From earlier photos of the build in process, you can see just how much goes into cooling each discrete component. Take the GPU, an AMD Radeon RX 7900 XTX. Each memory chip and MOSFET has its own mini water block installed on it with an inlet and outlet tube to carry the cooling liquid over the component, which all terminate in the larger block over the GPU proper.

That larger block is actually an Optimus Intel CPU water block, modded to fit.

"I chose to go this route for max heat transfer as modern full cover GPU blocks do not use real micro fins, thick and spread out fins, which works, but modern hardware needs modern micro fins," psychoOC tells me. "Which is why I went with Optimus CPU water block, Intel mounting, which took a lot of dremeling to make it fit but the fin density is 5 times more dense than any full cover GPU block."

That CPU block has also been lapped and loaded with liquid metal.

A custom liquid cooled gaming PC with UV fluorescent liquid

(Image credit: psychoOC)

Each of the smaller blocks covering this build is of a brass/nickel design. PsychoOC tells me they'd rather have used copper, but copper minis weren't possible on this scale. I also imagine this PC would've skyrocketed in price had they found copper blocks to use, and PsychoOC already expects it cost them around $7,500. Though that's a ballpark figure.

The motherboard has been similarly drenched in cooling that coils off and wraps around the build. This was done to keep the AM5 platform cool while also offering the best headroom for overclocking the Ryzen 9 7950X3D, which isn't in the build just yet as it's only just been released (check out our Ryzen 9 7950X3D review for more on that). 

But there's more to this PC than what's inside the case.

A custom liquid cooled gaming PC with UV fluorescent liquid

(Image credit: psychoOC)

It's not just the minute detail in which it's being water-cooled but how this build spills out to the desk it sits on and the wall beside it that impresses me. The reservoirs are at the highest point in the system, mounted on the wall to the right of the build, and a couple of radiators look to be the lowest, with the pumps also pretty low down beneath the desk. That should mean gravity is on the build's side, but understandably it requires six discrete pumps to get the liquid flowing at a suitable rate.

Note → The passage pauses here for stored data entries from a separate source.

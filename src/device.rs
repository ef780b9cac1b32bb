/*
 * Device Base
 *
 * Fundamental building block for all device drivers. It handles the basic
 * "being a driver" things: the driver name, interrupt registration with the
 * host and per-instance locking.
 *
 * Two kinds of code touch a device:
 * - caller threads (open/close/read/write/ioctl), serialized by `lock()`
 * - the interrupt dispatcher, which never takes `lock()`
 *
 * Everything the interrupt side needs to read (the attached flag, the debug
 * switch) is kept in atomics so it can be read without the lock.
 */

use alloc::sync::{Arc, Weak};
use core::fmt;
use core::sync::atomic::{AtomicBool, Ordering};

use spin::{Mutex, MutexGuard};

use crate::error::{DeviceError, Result};
use crate::irq::{IRQ_TABLE, InterruptHook, InterruptLine, IrqNumber, dispatch_interrupt};

/// Base state shared by every device
///
/// Not `Clone`: a device's identity, its lock and its interrupt line must
/// never be duplicated.
pub struct Device {
    name: &'static str,
    irq: IrqNumber,
    irq_attached: AtomicBool,
    debug_enabled: AtomicBool,
    interrupts: Arc<dyn InterruptLine>,
    lock: Mutex<()>,
}

/// Proof that the device lock is held
///
/// Dropping the guard releases the lock.
pub struct DeviceGuard<'a> {
    device: &'a Device,
    _inner: MutexGuard<'a, ()>,
}

impl DeviceGuard<'_> {
    /// The device whose lock this guard holds
    pub fn device(&self) -> &Device {
        self.device
    }
}

impl Device {
    /// Create a new device
    ///
    /// # Arguments
    /// * `name` - Driver name, used as the log prefix
    /// * `irq` - Interrupt assigned to the device (0 for none)
    /// * `interrupts` - Host interrupt controller
    pub fn new(name: &'static str, irq: IrqNumber, interrupts: Arc<dyn InterruptLine>) -> Self {
        Self {
            name,
            irq,
            irq_attached: AtomicBool::new(false),
            debug_enabled: AtomicBool::new(false),
            interrupts,
            lock: Mutex::new(()),
        }
    }

    pub fn name(&self) -> &'static str {
        self.name
    }

    pub fn irq(&self) -> IrqNumber {
        self.irq
    }

    /// True once the interrupt line is attached to this instance
    pub fn irq_attached(&self) -> bool {
        self.irq_attached.load(Ordering::Acquire)
    }

    /// Initialise the device and claim its interrupt line
    ///
    /// Binds `hook` as the receiver of this device's interrupt and attaches
    /// the line at the host. Calling it again once attached is a no-op, and
    /// a device without an interrupt always succeeds.
    ///
    /// If the line cannot be claimed, `irq_attached` stays false. With
    /// `optional` set the device carries on without interrupts; otherwise
    /// the call fails with [`DeviceError::InitializationFailure`].
    pub fn init(&self, hook: Weak<dyn InterruptHook>, optional: bool) -> Result<()> {
        if self.irq == 0 {
            return Ok(());
        }

        let _guard = self.lock();

        if self.irq_attached() {
            return Ok(());
        }

        match self.register_interrupt(hook) {
            Ok(()) => {
                self.irq_attached.store(true, Ordering::Release);
                self.debug(format_args!("attached irq {}", self.irq));
                Ok(())
            }
            Err(err) if optional => {
                log::warn!(
                    "{}: irq {} unavailable ({}), running without interrupts",
                    self.name,
                    self.irq,
                    err
                );
                Ok(())
            }
            Err(err) => {
                log::error!("{}: failed to attach irq {}: {}", self.name, self.irq, err);
                Err(DeviceError::InitializationFailure)
            }
        }
    }

    /// Register ourselves as the handler for our interrupt
    fn register_interrupt(&self, hook: Weak<dyn InterruptHook>) -> Result<()> {
        IRQ_TABLE.bind(self.irq, hook)?;

        if let Err(err) = self.interrupts.attach(self.irq, dispatch_interrupt) {
            IRQ_TABLE.unbind(self.irq);
            return Err(err);
        }

        Ok(())
    }

    /// Give the interrupt line back to the host
    ///
    /// Safe to call when nothing is attached.
    pub(crate) fn unregister_interrupt(&self) {
        if self.irq_attached.swap(false, Ordering::AcqRel) {
            self.interrupts.mask(self.irq);
            self.interrupts.detach(self.irq);
            IRQ_TABLE.unbind(self.irq);
            self.debug(format_args!("detached irq {}", self.irq));
        }
    }

    /// Enable the device interrupt
    ///
    /// No-op if the device has no attached line.
    pub fn interrupt_enable(&self) {
        if self.irq_attached() {
            self.interrupts.unmask(self.irq);
        }
    }

    /// Disable the device interrupt
    ///
    /// No-op if the device has no attached line.
    pub fn interrupt_disable(&self) {
        if self.irq_attached() {
            self.interrupts.mask(self.irq);
        }
    }

    /// Take the driver lock
    ///
    /// Each device instance has its own lock. Acquisition waits until the
    /// lock is free and never reports failure to the caller. Must not be
    /// called from interrupt context.
    pub fn lock(&self) -> DeviceGuard<'_> {
        DeviceGuard {
            device: self,
            _inner: self.lock.lock(),
        }
    }

    /// Enable or disable debug messages for this instance
    pub fn set_debug(&self, enabled: bool) {
        self.debug_enabled.store(enabled, Ordering::Relaxed);
    }

    pub fn debug_enabled(&self) -> bool {
        self.debug_enabled.load(Ordering::Relaxed)
    }

    /// Log a message, prefixed with the driver name
    pub fn log(&self, args: fmt::Arguments<'_>) {
        log::info!("{}: {}", self.name, args);
    }

    /// Print a debug message, prefixed with the driver name
    ///
    /// Only emitted while debugging is enabled for this instance.
    pub fn debug(&self, args: fmt::Arguments<'_>) {
        if self.debug_enabled() {
            log::debug!("{}: {}", self.name, args);
        }
    }
}

impl Drop for Device {
    fn drop(&mut self) {
        self.unregister_interrupt();
    }
}

impl fmt::Debug for Device {
    fn fmt(&self, f: &mut fmt::Formatter<'_>) -> fmt::Result {
        f.debug_struct("Device")
            .field("name", &self.name)
            .field("irq", &self.irq)
            .field("irq_attached", &self.irq_attached())
            .finish()
    }
}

Just look at this thing, it's something else.

Even the UV light bars are liquid cooled, which PsychoOC says is because they run at 10W and proper cooling will extend their lifespan—and also admittedly because it looks cool. 

Images used with permission from u/psychoOC.

Here's the parts list for the extreme water-cooling:

  • 69 water blocks
  • 6 GTR radiators
  • 100ft of tubing
  • 2 gallons of liquid
  • 6 D5 pumps
  • 4 Phobya RAM coolers
  • 7 Cooler Master UV orange fans from 2004

And what does all that water cooling get you? A practically wintry maximum GPU temp of around 26°C and a CPU temp of just 40.5°C—during a run of Time Spy Extreme. That's more or less what some user's rigs will idle at. Extremely impressive.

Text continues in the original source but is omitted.